Two separate stages of the coup were planned. On Day One, which was originally intended to be Thursday, November 7 (16 Brumaire), 1799, Napoleon would attend a specially called session of the upper house, the Elders, where it sat at the Tuileries, to inform them that because of British-backed plots and neo-Jacobin threats, the Republic was in danger, so they must authorize that the next day’s meeting of both the Elders and the lower house, the Five Hundred, should be held 7 miles west of Paris in the former Bourbon palace of Saint-Cloud. Primed by Sieyès, the Elders would appoint Napoleon as commander of all the troops in the 17th military district (i.e. Paris). That same day Sieyès and Ducos would resign from the Directory, and Barras, Gohier and Moulin would be prevailed upon to resign also by a judicious mixture of threats and bribery, leaving a power vacuum. Then, on Day Two, Napoleon would go to Saint-Cloud and persuade the legislature that in view of the national emergency, the Constitution of the Year III must be repealed and a new one established replacing the Directory with a three-man executive government called – with fittingly Roman overtones – the Consulate, comprising Sieyès, Ducos and himself, with elections to be held thereafter for new representative assemblies that Sieyès had been formulating. Sieyès believed he had the Elders under control. If the Five Hundred baulked at abolishing themselves, their newly elected president, Lucien, would dissolve the body.

The flaws in the plan were glaring. A two-day coup might lose the conspirators the all-important initiative, yet without the move to Saint-Cloud it was feared that the deputies on the Left would be able to raise the Parisian faubourgs and Sections in defence of the Constitution of the Year III, and fighting in central Paris could wreck the chances of success. The second problem was to keep the coup secret to prevent Barras, Gohier and Moulin from taking counter-measures, while still bribing successfully enough of the Elders to assure a positive vote on the motion to move the session to Saint-Cloud.

The first thing to go wrong was that the whole coup had to be put back forty-eight hours when some key Elders – ‘these imbeciles’ as Napoleon called them – started baulking at the whole prospect at the last moment and needed to be reassured.42 ‘I’m leaving them some time to convince them that I can do without them,’ Napoleon said optimistically, employing the two days usefully in persuading Jourdan not to stymie the coup even if he couldn’t support it. When the officer corps of the Paris garrison asked to be presented to Napoleon, he told them to attend on him at 6 a.m. on November 9, the new Day One.

On the night of the 7th he dined with Bernadotte and his family at the rue Cisalpine, along with Jourdan and Moreau, trying to put the three generals’ minds at rest about the coming events.
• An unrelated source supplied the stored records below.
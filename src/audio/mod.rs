//! Модуль аудио-подсистемы
//!
//! Источник PCM (внешний процесс ffmpeg) и вспомогательные функции формата.

pub mod source;

pub use source::{source_args, AudioSource};

use bytes::Bytes;
use std::time::Duration;

use crate::constants::{BYTES_PER_SAMPLE, CHANNELS, SAMPLE_RATE};

/// Bytes in one interleaved frame (all channels)
pub const FRAME_BYTES: usize = CHANNELS as usize * BYTES_PER_SAMPLE as usize;

/// Bytes of PCM per second of audio
pub const BYTES_PER_SECOND: usize = SAMPLE_RATE as usize * FRAME_BYTES;

/// `len` zero bytes, i.e. digital silence in s16le
pub fn silence(len: usize) -> Bytes {
    Bytes::from(vec![0u8; len])
}

/// Bytes of PCM covering `duration`
pub fn bytes_for(duration: Duration) -> usize {
    (BYTES_PER_SECOND as f64 * duration.as_secs_f64()) as usize
}

/// Playback duration of `bytes` of PCM
pub fn duration_of(bytes: u64) -> Duration {
    Duration::from_secs_f64(bytes as f64 / BYTES_PER_SECOND as f64)
}

#[cfg(test)]
mod tests {
    use super::*;
    use crate::constants::DRAIN_SILENCE_BYTES;

    #[test]
    fn test_drain_silence_is_100ms() {
        assert_eq!(DRAIN_SILENCE_BYTES, 17_640);
        assert_eq!(bytes_for(Duration::from_millis(100)), DRAIN_SILENCE_BYTES);
        assert_eq!(DRAIN_SILENCE_BYTES % FRAME_BYTES, 0);
    }

    #[test]
    fn test_silence_is_zeroed() {
        let chunk = silence(4096);
        assert_eq!(chunk.len(), 4096);
        assert!(chunk.iter().all(|&b| b == 0));
    }

    #[test]
    fn test_duration_of_one_second() {
        assert_eq!(duration_of(BYTES_PER_SECOND as u64), Duration::from_secs(1));
    }
}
Bernadotte, who had married Napoleon’s former fiancée (and Joseph’s sister-in-law) Désirée Clary while Napoleon was in Egypt, was deeply sceptical, and watched the coup from the sidelines, telling Napoleon: ‘You’ll be guillotined,’ to which Napoleon ‘coldly’ replied, ‘We’ll see.’43 Moreau, by contrast, agreed to help by arresting the Directors at the Luxembourg Palace on Day One, whereas Jourdan stuck to his policy merely not to hinder the coup. (His republicanism meant that he was never truly reconciled to Napoleon, and was later the only one of the twenty-six marshals of the Empire not to be ennobled by him.)44

On November 8, the day before the coup, Napoleon revealed the plot to Colonel Horace Sébastiani, who had been wounded at Dego and had fought at Arcole; he promised that the 9th Dragoon regiment would be at Napoleon’s disposal the next morning. Napoleon dined that night with Cambacérès at the ministry of justice and was reported to be extremely relaxed, singing a favourite revolutionary song, the ‘Pont-Neuf’, that his entourage said he only sang when ‘his spirit was tranquil and heart satisfied’.45 Of course he might well have been putting on a show for his fellow conspirators and been secretly nerve-wracked, as he had implied in his letter to Roederer comparing himself to ‘a woman giving birth’.

 • • •

At 6 a.m. on the cold and grey morning of November 9 (18 Brumaire), 1799, sixty officers of the 17th District and adjutants of the National Guard assembled in the courtyard of the house at rue de la Victoire. Dressed in civilian clothes, Napoleon ‘explained to them in a forcible manner the desperate situation of the Republic, and asked of them a testimony of devotion to his person, with an oath of allegiance to the two chambers’.46 It was a smart move to suggest that he was in fact protecting the chambers even while he was in the very process of abolishing them.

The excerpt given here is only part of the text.